*WHAT YOU HAVE TO DO*: Check each line below for the word "alias", and copy those that have it.

*SUPPLIED RECORDS*:
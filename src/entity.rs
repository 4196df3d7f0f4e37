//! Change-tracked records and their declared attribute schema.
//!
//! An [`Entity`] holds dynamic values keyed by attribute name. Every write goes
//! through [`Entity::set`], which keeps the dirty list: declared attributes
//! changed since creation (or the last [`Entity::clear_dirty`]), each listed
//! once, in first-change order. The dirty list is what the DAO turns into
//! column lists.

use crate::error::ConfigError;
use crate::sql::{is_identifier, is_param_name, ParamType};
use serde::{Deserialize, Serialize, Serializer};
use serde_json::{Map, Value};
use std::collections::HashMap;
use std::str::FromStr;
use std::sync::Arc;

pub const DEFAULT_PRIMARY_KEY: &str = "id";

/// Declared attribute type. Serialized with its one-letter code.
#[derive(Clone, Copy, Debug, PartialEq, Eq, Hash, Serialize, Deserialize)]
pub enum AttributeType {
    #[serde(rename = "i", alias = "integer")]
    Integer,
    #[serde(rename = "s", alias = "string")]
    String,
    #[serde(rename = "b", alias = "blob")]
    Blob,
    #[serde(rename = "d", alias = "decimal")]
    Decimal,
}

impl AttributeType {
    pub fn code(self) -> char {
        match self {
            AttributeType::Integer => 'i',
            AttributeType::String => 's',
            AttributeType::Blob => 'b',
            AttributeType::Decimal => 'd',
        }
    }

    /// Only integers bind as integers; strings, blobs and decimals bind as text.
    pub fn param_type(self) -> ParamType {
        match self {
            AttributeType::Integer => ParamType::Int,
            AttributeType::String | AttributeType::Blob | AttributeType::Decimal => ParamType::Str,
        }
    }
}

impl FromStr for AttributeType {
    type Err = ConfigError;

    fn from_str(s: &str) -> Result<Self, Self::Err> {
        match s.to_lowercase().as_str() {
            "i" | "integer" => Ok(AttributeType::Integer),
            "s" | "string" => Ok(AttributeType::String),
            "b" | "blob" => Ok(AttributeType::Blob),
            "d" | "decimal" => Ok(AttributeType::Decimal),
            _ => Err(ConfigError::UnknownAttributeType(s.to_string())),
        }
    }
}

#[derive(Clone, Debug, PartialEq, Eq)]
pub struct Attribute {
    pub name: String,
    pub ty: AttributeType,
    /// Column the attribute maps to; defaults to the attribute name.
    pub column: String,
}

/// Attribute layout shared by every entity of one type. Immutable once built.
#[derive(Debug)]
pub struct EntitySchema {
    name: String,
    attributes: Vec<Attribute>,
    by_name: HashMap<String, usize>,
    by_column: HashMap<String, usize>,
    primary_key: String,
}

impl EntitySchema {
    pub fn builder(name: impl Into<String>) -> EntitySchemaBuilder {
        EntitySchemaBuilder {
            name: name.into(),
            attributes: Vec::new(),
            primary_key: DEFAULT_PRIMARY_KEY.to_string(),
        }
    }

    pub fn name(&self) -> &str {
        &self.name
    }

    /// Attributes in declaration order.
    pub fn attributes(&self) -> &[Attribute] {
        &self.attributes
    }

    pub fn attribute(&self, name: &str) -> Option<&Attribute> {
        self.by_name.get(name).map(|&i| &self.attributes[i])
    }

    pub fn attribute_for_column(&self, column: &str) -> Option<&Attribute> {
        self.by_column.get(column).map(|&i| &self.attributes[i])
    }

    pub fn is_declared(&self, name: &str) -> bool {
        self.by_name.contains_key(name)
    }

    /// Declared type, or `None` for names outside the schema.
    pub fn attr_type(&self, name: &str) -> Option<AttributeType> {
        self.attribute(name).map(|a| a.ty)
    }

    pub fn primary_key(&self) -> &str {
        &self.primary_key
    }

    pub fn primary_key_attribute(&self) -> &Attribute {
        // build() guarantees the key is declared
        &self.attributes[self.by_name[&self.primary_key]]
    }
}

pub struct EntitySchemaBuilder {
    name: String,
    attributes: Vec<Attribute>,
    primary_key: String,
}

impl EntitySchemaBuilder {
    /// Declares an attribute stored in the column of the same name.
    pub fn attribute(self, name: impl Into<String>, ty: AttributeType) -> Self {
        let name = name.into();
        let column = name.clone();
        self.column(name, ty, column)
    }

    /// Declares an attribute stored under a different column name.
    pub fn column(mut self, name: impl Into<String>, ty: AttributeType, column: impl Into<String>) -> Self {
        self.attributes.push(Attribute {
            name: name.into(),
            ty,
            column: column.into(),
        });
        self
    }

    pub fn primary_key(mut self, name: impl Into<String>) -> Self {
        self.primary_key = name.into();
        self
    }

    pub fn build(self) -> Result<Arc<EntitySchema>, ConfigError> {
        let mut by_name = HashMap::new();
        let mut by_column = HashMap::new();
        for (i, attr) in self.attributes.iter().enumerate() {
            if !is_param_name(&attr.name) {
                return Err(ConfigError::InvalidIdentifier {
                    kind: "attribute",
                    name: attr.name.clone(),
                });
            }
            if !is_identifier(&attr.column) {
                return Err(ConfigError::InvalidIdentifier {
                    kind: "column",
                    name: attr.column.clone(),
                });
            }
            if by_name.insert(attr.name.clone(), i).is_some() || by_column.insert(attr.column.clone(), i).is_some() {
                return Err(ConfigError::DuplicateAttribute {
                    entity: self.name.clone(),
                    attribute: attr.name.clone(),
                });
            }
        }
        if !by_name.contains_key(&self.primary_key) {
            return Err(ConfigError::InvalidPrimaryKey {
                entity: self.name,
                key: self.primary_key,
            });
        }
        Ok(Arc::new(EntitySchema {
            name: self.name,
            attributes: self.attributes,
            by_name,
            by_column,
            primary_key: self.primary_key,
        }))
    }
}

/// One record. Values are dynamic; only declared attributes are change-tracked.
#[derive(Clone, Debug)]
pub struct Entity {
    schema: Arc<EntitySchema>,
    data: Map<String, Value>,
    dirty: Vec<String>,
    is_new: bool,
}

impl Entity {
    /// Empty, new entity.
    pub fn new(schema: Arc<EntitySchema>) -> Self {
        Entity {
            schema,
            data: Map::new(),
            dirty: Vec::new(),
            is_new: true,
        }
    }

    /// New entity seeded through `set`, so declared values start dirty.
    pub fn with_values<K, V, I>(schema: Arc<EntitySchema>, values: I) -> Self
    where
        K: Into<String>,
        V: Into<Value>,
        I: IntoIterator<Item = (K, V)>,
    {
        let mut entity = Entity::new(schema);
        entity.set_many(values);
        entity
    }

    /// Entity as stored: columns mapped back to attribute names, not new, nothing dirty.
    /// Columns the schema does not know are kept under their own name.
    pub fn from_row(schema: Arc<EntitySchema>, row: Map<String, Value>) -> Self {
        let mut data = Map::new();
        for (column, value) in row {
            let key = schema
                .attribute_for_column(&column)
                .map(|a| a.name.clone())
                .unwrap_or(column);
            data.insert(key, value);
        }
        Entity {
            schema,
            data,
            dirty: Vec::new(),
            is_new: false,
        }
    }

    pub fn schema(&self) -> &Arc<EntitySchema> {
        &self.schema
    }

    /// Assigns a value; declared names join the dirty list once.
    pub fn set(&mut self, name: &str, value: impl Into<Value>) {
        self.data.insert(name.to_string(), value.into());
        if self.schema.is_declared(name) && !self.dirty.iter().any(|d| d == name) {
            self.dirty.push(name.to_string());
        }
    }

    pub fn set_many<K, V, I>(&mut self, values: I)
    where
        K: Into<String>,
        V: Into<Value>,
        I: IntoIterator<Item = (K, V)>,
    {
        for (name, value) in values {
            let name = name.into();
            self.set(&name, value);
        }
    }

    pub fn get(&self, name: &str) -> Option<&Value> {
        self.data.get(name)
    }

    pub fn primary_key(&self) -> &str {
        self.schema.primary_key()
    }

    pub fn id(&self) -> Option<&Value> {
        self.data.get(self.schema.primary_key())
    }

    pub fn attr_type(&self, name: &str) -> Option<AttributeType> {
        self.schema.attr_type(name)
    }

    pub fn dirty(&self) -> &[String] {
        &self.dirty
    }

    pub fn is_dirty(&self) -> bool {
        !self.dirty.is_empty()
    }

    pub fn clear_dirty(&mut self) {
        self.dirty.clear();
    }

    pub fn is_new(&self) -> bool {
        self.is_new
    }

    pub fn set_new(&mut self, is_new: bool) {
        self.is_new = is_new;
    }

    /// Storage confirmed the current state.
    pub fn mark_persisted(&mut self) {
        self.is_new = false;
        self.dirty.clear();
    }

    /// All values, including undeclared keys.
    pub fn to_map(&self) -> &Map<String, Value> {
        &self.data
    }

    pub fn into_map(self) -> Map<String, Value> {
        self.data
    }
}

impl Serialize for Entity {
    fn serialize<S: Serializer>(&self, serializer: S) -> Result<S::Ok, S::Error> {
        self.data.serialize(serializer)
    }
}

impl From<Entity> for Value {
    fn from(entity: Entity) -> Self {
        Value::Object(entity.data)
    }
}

*REPLY TO THE TASK*:
    #[serde(rename = "i", alias = "integer")]
    #[serde(rename = "s", alias = "string")]
    #[serde(rename = "b", alias = "blob")]
    #[serde(rename = "d", alias = "decimal")]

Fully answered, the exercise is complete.